BRIEF
Beginning with the first line and ending with the one containing "#[allow(clippy::ref_option)]", copy the lines of the listing below exactly; omit everything else.

DATA LISTING
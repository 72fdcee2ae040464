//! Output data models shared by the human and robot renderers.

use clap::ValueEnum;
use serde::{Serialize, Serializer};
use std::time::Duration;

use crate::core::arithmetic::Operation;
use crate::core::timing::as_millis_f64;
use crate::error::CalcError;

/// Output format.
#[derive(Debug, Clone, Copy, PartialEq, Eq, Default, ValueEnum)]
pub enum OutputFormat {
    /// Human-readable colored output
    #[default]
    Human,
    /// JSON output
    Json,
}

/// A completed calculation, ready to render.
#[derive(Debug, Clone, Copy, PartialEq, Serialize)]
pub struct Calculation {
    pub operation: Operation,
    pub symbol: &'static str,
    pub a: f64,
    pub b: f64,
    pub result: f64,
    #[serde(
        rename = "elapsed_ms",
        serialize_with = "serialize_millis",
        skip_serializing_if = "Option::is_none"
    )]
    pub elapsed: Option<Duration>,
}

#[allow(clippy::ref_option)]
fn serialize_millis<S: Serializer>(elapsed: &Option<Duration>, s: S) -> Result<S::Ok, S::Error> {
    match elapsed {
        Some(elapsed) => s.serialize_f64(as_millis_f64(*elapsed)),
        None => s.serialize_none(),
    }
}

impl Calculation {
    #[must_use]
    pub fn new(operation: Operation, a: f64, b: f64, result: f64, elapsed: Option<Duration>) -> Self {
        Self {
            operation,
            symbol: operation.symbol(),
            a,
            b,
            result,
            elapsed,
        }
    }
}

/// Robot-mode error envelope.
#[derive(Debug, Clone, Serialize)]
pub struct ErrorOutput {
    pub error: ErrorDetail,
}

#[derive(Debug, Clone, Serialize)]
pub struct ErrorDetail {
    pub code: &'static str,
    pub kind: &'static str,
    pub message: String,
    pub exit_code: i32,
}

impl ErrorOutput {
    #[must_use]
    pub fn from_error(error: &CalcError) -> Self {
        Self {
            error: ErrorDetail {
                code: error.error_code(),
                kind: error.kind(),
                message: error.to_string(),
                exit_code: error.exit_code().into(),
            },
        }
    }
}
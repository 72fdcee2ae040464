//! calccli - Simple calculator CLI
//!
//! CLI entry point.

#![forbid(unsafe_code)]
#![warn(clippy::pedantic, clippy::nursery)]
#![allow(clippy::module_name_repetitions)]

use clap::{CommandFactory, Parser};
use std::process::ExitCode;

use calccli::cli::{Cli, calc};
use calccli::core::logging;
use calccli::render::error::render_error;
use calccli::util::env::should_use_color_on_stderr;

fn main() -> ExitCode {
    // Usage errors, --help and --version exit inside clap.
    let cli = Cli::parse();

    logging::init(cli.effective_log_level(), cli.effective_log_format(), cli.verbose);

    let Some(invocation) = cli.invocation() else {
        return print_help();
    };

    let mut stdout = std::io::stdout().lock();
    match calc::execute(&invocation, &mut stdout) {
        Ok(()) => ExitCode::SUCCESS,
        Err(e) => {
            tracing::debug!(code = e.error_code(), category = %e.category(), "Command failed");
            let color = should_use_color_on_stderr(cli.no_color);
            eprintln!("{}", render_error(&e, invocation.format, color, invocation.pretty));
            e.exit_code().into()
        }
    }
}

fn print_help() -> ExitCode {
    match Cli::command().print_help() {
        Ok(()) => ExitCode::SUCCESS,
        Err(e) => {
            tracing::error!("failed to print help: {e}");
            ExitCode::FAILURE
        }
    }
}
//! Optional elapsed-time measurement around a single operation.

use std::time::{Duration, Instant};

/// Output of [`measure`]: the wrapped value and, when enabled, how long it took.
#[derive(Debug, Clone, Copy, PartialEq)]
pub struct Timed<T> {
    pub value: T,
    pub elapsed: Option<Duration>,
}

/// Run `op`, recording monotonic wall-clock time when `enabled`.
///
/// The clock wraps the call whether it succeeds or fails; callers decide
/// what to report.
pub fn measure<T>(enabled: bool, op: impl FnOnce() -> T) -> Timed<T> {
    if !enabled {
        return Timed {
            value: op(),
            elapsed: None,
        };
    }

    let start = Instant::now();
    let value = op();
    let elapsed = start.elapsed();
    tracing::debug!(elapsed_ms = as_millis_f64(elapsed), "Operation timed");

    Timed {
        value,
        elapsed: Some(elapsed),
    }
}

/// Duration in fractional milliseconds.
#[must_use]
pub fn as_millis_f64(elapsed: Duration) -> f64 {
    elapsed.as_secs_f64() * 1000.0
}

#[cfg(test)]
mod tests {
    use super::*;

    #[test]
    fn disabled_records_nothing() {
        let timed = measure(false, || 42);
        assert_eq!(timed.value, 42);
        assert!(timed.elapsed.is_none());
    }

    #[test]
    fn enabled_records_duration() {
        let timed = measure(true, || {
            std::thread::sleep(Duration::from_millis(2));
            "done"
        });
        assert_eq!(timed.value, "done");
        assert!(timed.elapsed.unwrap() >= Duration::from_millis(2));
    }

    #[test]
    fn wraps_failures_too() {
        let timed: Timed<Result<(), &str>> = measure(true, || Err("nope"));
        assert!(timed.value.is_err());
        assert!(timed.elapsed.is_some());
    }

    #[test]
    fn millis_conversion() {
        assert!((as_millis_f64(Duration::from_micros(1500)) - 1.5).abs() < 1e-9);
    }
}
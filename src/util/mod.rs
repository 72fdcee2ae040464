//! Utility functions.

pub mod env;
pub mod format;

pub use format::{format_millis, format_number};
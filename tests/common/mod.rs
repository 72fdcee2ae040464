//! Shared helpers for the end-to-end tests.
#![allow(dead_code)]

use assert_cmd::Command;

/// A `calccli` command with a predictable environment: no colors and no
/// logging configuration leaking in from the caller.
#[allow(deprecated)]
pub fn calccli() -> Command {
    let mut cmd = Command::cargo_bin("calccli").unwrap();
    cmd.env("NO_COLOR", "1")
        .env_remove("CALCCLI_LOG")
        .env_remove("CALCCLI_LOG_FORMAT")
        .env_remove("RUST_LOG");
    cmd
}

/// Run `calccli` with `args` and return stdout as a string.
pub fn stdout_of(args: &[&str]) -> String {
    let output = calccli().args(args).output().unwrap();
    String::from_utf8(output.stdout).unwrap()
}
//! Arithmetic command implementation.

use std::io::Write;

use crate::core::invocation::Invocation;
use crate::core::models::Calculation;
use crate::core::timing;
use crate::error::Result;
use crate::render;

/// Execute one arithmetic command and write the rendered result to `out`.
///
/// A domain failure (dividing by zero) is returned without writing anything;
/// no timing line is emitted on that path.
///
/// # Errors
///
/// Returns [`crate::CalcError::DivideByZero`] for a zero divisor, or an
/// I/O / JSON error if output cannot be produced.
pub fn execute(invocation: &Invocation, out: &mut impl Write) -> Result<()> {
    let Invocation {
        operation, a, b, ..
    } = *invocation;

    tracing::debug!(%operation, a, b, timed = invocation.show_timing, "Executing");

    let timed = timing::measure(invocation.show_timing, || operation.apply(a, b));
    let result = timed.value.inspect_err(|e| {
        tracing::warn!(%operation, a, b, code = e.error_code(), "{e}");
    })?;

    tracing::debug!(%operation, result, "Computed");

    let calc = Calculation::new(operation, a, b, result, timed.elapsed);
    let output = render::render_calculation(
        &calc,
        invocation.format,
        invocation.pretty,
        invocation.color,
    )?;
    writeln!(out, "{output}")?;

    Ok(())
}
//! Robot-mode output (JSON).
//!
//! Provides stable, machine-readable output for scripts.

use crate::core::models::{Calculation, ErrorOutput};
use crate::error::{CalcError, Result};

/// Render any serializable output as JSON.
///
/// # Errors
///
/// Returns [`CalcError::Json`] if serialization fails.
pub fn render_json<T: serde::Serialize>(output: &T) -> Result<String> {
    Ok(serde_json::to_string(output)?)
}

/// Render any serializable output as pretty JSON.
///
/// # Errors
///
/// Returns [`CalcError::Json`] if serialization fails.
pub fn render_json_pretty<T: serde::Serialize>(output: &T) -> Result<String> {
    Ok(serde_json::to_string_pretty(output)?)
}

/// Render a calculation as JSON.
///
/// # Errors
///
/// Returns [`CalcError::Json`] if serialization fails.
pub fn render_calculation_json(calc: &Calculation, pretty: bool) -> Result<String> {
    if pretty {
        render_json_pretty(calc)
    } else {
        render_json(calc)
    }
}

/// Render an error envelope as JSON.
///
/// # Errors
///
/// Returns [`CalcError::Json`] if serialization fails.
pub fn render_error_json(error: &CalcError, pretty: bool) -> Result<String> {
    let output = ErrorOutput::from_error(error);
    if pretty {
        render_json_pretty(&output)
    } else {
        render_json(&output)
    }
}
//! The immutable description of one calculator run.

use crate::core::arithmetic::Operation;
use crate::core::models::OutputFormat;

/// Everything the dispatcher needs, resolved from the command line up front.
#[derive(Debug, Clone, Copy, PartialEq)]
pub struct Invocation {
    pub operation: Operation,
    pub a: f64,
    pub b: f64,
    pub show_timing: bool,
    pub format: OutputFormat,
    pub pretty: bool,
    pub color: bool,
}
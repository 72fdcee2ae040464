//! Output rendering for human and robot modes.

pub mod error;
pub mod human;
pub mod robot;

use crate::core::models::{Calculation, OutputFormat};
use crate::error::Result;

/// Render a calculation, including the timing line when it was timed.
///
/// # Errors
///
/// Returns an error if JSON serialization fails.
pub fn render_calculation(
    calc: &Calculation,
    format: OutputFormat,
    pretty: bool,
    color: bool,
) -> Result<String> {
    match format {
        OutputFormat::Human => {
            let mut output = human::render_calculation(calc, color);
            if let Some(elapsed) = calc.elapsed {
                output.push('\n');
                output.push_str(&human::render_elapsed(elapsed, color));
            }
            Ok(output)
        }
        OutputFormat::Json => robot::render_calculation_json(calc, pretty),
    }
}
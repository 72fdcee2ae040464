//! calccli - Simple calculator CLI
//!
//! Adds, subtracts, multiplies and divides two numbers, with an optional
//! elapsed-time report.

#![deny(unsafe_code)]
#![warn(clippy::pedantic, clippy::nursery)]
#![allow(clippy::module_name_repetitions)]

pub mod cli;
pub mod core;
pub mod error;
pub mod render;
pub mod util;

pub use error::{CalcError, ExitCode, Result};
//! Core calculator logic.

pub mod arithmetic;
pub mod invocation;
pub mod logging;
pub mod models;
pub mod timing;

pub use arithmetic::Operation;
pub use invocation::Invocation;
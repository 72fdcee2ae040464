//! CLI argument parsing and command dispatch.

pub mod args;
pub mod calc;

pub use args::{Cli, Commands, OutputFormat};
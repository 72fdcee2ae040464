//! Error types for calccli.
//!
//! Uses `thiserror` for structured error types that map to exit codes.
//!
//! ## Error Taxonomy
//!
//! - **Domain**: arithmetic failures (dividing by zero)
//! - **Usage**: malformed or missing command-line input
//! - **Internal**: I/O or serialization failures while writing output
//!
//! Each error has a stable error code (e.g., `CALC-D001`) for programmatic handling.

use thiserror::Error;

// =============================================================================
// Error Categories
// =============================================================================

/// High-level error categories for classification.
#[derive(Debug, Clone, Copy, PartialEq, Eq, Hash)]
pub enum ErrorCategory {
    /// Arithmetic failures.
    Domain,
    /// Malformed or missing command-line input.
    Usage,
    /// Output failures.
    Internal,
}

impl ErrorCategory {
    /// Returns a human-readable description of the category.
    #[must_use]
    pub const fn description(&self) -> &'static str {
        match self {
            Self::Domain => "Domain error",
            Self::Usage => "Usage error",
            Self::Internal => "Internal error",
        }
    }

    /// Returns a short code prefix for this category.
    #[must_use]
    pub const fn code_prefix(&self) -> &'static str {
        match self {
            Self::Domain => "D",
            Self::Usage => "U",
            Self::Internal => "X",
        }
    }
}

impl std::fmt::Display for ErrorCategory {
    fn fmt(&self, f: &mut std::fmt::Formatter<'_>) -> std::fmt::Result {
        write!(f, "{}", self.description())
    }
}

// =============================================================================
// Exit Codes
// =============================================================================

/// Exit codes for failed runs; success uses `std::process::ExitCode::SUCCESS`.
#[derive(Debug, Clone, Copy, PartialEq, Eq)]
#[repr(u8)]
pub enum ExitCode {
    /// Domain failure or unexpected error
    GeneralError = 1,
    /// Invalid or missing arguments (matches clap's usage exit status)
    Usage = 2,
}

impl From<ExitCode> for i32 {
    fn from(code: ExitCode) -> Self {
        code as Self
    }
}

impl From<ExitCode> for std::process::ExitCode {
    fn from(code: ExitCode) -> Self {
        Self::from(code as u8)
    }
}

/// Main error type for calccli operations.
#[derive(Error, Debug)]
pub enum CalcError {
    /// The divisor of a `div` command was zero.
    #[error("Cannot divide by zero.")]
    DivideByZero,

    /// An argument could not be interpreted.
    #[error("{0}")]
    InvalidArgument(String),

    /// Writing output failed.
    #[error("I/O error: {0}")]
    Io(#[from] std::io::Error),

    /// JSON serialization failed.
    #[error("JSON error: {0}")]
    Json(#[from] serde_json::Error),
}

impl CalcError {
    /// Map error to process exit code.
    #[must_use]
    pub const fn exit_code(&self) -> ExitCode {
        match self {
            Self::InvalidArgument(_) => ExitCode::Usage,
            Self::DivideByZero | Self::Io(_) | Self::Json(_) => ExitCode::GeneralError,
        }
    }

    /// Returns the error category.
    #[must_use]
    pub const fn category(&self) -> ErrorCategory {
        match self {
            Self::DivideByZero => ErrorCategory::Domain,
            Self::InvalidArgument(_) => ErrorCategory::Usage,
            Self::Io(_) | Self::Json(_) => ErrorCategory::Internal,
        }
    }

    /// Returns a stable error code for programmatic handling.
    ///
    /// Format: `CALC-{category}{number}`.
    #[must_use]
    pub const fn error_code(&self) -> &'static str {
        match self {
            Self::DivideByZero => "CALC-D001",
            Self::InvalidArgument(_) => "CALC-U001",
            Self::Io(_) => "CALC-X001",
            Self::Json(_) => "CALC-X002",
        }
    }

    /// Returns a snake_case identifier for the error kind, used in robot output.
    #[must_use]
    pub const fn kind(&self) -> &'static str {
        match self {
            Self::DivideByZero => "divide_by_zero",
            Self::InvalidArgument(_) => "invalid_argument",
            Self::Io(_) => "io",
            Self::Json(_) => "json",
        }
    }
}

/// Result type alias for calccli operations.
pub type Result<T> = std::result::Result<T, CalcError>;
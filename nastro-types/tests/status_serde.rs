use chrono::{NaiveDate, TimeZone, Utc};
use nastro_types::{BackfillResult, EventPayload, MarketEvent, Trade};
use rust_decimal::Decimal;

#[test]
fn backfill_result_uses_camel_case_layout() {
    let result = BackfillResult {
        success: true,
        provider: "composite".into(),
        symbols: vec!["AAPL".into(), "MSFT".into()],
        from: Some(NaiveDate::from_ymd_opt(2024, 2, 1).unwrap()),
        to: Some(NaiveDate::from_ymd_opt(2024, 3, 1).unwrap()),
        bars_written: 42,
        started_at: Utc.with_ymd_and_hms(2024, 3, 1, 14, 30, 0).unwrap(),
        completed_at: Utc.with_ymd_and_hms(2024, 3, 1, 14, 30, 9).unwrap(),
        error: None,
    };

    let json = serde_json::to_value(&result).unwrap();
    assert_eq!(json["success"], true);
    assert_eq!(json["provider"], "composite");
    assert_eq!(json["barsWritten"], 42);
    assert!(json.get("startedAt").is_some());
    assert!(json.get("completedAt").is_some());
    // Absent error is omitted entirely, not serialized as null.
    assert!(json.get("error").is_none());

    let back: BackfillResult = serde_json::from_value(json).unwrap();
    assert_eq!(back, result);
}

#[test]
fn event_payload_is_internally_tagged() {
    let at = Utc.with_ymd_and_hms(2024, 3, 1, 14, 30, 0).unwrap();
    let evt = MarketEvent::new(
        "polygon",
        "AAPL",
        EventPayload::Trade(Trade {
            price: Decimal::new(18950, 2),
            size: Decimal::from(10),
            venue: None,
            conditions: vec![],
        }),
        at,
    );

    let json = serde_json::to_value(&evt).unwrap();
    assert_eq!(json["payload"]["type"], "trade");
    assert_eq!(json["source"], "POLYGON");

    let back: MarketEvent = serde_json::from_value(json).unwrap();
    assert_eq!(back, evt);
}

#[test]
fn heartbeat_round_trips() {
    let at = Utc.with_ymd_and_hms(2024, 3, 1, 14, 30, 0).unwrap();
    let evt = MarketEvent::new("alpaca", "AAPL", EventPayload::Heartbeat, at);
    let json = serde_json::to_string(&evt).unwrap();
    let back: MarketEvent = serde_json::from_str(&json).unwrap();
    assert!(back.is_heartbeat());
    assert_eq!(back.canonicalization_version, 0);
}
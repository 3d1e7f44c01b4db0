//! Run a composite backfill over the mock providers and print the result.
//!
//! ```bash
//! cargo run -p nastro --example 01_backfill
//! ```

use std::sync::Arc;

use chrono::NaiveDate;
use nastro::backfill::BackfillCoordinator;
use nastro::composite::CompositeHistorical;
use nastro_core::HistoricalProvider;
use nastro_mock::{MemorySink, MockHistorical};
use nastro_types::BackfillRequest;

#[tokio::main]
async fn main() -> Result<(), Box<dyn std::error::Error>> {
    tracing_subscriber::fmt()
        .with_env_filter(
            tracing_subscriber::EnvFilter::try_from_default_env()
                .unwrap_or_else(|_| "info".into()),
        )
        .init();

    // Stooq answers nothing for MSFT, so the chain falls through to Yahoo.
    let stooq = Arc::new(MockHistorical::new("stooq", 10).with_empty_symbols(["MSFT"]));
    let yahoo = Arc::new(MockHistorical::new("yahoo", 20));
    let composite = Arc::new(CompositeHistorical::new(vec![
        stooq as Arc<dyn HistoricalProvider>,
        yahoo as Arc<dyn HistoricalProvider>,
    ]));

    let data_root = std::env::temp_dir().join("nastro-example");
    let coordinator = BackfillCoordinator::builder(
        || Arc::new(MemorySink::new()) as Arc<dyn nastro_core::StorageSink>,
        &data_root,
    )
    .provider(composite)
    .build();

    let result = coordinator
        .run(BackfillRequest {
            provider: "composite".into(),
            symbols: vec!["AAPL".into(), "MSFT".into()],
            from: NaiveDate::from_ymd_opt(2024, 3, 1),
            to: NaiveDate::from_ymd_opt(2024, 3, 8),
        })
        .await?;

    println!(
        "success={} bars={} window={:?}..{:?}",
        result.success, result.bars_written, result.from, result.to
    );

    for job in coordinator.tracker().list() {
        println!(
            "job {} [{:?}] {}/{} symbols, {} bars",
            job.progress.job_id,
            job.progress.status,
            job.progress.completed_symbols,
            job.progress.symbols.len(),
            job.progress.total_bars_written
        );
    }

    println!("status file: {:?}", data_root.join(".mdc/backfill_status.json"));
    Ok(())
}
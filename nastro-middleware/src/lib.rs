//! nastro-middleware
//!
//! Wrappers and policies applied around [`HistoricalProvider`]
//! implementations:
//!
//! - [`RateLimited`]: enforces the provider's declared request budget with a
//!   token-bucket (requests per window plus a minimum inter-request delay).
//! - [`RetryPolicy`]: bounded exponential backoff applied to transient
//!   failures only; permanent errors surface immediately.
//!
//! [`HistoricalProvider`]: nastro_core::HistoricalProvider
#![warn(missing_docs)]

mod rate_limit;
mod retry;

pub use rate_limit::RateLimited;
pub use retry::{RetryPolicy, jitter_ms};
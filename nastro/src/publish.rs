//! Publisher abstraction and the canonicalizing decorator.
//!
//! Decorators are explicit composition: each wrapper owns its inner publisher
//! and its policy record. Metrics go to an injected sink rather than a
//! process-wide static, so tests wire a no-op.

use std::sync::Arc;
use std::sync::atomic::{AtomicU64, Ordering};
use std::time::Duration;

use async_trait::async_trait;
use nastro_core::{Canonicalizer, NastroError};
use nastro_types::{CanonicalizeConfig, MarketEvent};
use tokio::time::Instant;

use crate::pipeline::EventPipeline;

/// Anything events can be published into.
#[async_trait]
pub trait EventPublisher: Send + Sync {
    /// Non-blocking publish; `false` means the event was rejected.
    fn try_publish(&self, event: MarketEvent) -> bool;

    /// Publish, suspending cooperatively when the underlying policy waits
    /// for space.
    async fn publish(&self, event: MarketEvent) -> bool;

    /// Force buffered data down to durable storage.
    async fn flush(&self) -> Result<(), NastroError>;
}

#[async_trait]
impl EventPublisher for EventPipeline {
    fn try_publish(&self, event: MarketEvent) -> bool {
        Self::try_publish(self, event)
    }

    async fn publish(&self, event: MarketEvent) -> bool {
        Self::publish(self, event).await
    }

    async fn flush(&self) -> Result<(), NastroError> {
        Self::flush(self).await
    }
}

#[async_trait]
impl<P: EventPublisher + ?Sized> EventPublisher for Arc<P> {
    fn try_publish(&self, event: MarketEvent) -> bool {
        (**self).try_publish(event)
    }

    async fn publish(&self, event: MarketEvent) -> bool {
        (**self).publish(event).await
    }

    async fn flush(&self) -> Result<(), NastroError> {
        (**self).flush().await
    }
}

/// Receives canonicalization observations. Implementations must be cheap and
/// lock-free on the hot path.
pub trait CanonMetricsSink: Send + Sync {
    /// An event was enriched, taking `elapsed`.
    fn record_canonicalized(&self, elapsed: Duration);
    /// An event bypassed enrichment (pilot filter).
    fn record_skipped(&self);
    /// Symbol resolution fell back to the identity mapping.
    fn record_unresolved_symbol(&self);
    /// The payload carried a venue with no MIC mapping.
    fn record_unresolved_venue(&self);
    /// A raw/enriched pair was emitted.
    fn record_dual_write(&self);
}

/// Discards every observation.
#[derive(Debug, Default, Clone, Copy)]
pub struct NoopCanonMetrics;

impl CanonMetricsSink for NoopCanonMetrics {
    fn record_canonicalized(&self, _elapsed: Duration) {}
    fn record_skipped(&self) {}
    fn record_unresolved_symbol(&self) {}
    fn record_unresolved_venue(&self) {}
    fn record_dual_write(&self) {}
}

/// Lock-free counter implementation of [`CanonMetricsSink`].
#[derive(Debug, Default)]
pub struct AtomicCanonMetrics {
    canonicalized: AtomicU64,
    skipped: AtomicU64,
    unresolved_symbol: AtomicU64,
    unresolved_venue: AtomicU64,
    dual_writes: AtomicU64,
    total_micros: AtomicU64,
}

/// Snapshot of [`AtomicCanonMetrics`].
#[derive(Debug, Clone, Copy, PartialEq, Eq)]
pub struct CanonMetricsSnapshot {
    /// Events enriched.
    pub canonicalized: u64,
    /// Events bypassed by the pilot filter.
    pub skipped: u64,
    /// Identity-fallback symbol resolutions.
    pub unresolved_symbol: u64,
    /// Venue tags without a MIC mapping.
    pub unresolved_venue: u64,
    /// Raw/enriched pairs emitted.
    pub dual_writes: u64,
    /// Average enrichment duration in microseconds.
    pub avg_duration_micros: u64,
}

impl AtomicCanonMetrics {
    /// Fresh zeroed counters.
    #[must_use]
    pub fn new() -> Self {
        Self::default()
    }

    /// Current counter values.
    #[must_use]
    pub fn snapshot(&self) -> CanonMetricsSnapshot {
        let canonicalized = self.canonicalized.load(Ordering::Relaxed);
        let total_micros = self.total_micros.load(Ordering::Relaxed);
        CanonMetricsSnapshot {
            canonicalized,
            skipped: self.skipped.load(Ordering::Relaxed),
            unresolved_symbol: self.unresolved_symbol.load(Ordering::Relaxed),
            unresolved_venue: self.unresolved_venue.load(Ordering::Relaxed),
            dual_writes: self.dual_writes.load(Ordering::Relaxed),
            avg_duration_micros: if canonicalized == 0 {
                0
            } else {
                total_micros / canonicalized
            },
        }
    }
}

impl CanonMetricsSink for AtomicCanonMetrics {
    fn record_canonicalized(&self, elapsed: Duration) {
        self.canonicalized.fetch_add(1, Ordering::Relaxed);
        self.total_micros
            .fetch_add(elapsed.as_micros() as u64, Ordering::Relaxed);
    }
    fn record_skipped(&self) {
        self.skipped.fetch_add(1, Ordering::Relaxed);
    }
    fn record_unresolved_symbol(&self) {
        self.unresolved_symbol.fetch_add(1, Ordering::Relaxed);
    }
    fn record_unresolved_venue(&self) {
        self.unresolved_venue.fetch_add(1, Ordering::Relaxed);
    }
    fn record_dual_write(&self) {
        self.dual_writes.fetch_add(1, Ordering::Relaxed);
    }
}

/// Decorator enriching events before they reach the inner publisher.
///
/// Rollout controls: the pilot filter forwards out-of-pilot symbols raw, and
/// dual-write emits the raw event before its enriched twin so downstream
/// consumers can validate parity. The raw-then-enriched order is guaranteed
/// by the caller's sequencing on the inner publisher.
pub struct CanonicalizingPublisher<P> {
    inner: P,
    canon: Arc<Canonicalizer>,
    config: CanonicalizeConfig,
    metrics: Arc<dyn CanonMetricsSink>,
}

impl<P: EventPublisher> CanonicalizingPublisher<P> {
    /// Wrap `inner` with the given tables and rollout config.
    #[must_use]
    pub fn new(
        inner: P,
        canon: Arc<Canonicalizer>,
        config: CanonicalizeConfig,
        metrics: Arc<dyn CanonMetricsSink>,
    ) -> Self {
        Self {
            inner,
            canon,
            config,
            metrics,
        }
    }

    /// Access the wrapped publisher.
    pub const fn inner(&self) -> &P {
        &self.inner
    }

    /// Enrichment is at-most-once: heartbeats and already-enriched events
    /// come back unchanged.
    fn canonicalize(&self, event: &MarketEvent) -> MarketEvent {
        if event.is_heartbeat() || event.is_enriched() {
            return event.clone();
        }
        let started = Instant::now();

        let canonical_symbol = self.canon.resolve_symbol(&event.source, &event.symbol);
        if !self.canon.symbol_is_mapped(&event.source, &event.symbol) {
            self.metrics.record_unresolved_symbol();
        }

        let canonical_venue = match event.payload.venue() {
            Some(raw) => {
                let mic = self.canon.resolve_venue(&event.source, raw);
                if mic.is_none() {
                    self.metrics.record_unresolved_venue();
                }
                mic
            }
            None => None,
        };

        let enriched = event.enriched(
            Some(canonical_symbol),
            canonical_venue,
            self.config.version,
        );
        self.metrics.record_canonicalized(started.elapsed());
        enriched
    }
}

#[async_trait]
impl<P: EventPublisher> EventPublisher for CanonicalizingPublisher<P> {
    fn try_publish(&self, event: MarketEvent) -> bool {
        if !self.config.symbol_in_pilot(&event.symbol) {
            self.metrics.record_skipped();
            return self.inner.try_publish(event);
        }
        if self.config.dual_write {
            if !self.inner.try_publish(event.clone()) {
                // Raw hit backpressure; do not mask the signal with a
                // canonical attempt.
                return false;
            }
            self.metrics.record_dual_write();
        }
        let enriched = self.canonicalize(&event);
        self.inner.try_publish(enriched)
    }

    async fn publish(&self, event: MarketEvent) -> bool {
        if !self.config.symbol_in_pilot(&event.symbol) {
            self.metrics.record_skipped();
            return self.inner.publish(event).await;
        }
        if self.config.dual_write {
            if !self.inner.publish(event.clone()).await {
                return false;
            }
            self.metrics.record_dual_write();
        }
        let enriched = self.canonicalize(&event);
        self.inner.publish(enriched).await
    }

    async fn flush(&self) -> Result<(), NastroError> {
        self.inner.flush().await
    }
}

OUTPUT FOR THIS TASK
repository 72fdcee2ae040464
//! Output data models shared by the human and robot renderers.

use clap::ValueEnum;
use serde::{Serialize, Serializer};
use std::time::Duration;

use crate::core::arithmetic::Operation;
use crate::core::timing::as_millis_f64;
use crate::error::CalcError;

/// Output format.
#[derive(Debug, Clone, Copy, PartialEq, Eq, Default, ValueEnum)]
pub enum OutputFormat {
    /// Human-readable colored output
    #[default]
    Human,
    /// JSON output
    Json,
}

/// A completed calculation, ready to render.
#[derive(Debug, Clone, Copy, PartialEq, Serialize)]
pub struct Calculation {
    pub operation: Operation,
    pub symbol: &'static str,
    pub a: f64,
    pub b: f64,
    pub result: f64,
    #[serde(
        rename = "elapsed_ms",
        serialize_with = "serialize_millis",
        skip_serializing_if = "Option::is_none"
    )]
    pub elapsed: Option<Duration>,
}

#[allow(clippy::ref_option)]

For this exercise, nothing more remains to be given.